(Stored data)
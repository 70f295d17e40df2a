//! Storage for conversation entries.
//!
//! | Backend | Persistence | Use |
//! |---------|-------------|-----|
//! | [`InMemoryStore`] | none | tests, short sessions |
//! | [`FilesystemStore`] | one JSON file per entry | default CLI store |

mod conversation;
mod filesystem;
mod memory;

pub use conversation::ConversationStore;
pub use filesystem::FilesystemStore;
pub use memory::InMemoryStore;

■ WORK TO COMPLETE:
Copy each record from above exactly, and include every line.

■ WRITTEN REPLY:
repository 70f295d17e40df2a
//! Storage for conversation entries.
//!
//! | Backend | Persistence | Use |
//! |---------|-------------|-----|
//! | [`InMemoryStore`] | none | tests, short sessions |
//! | [`FilesystemStore`] | one JSON file per entry | default CLI store |

mod conversation;
mod filesystem;
mod memory;

pub use conversation::ConversationStore;
pub use filesystem::FilesystemStore;
pub use memory::InMemoryStore;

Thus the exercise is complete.